To do - In the entries below, count the lines holding "const". Reply with the number only.

───── Data in this exercise ─────

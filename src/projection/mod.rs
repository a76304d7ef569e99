//! Compounding return projections for the profit calculator

mod engine;
mod presets;
mod sweep;
mod trajectory;

pub use engine::{project, ProjectorConfig, ReturnProjector};
pub use presets::{PresetTable, PresetTableKind, StrategyPreset};
pub use sweep::{project_grid, Scenario, ScenarioOutcome};
pub use trajectory::{round_cents, PeriodSnapshot, ProjectionResult, ProjectionSummary};

// ============================================================================
// Calculator Defaults
// ============================================================================
// The calculator opens on a 10,000 principal over a one-year horizon of
// monthly periods. Summary figures are shown to the cent.

/// Principal the profit calculator opens with
pub const DEFAULT_PRINCIPAL: f64 = 10_000.0;

/// Horizon the profit calculator opens with (monthly periods)
pub const DEFAULT_PERIODS: u32 = 12;

/// Compounding periods per year for annualized preset rates
pub const PERIODS_PER_YEAR: u32 = 12;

─────

Output of the exercise - 3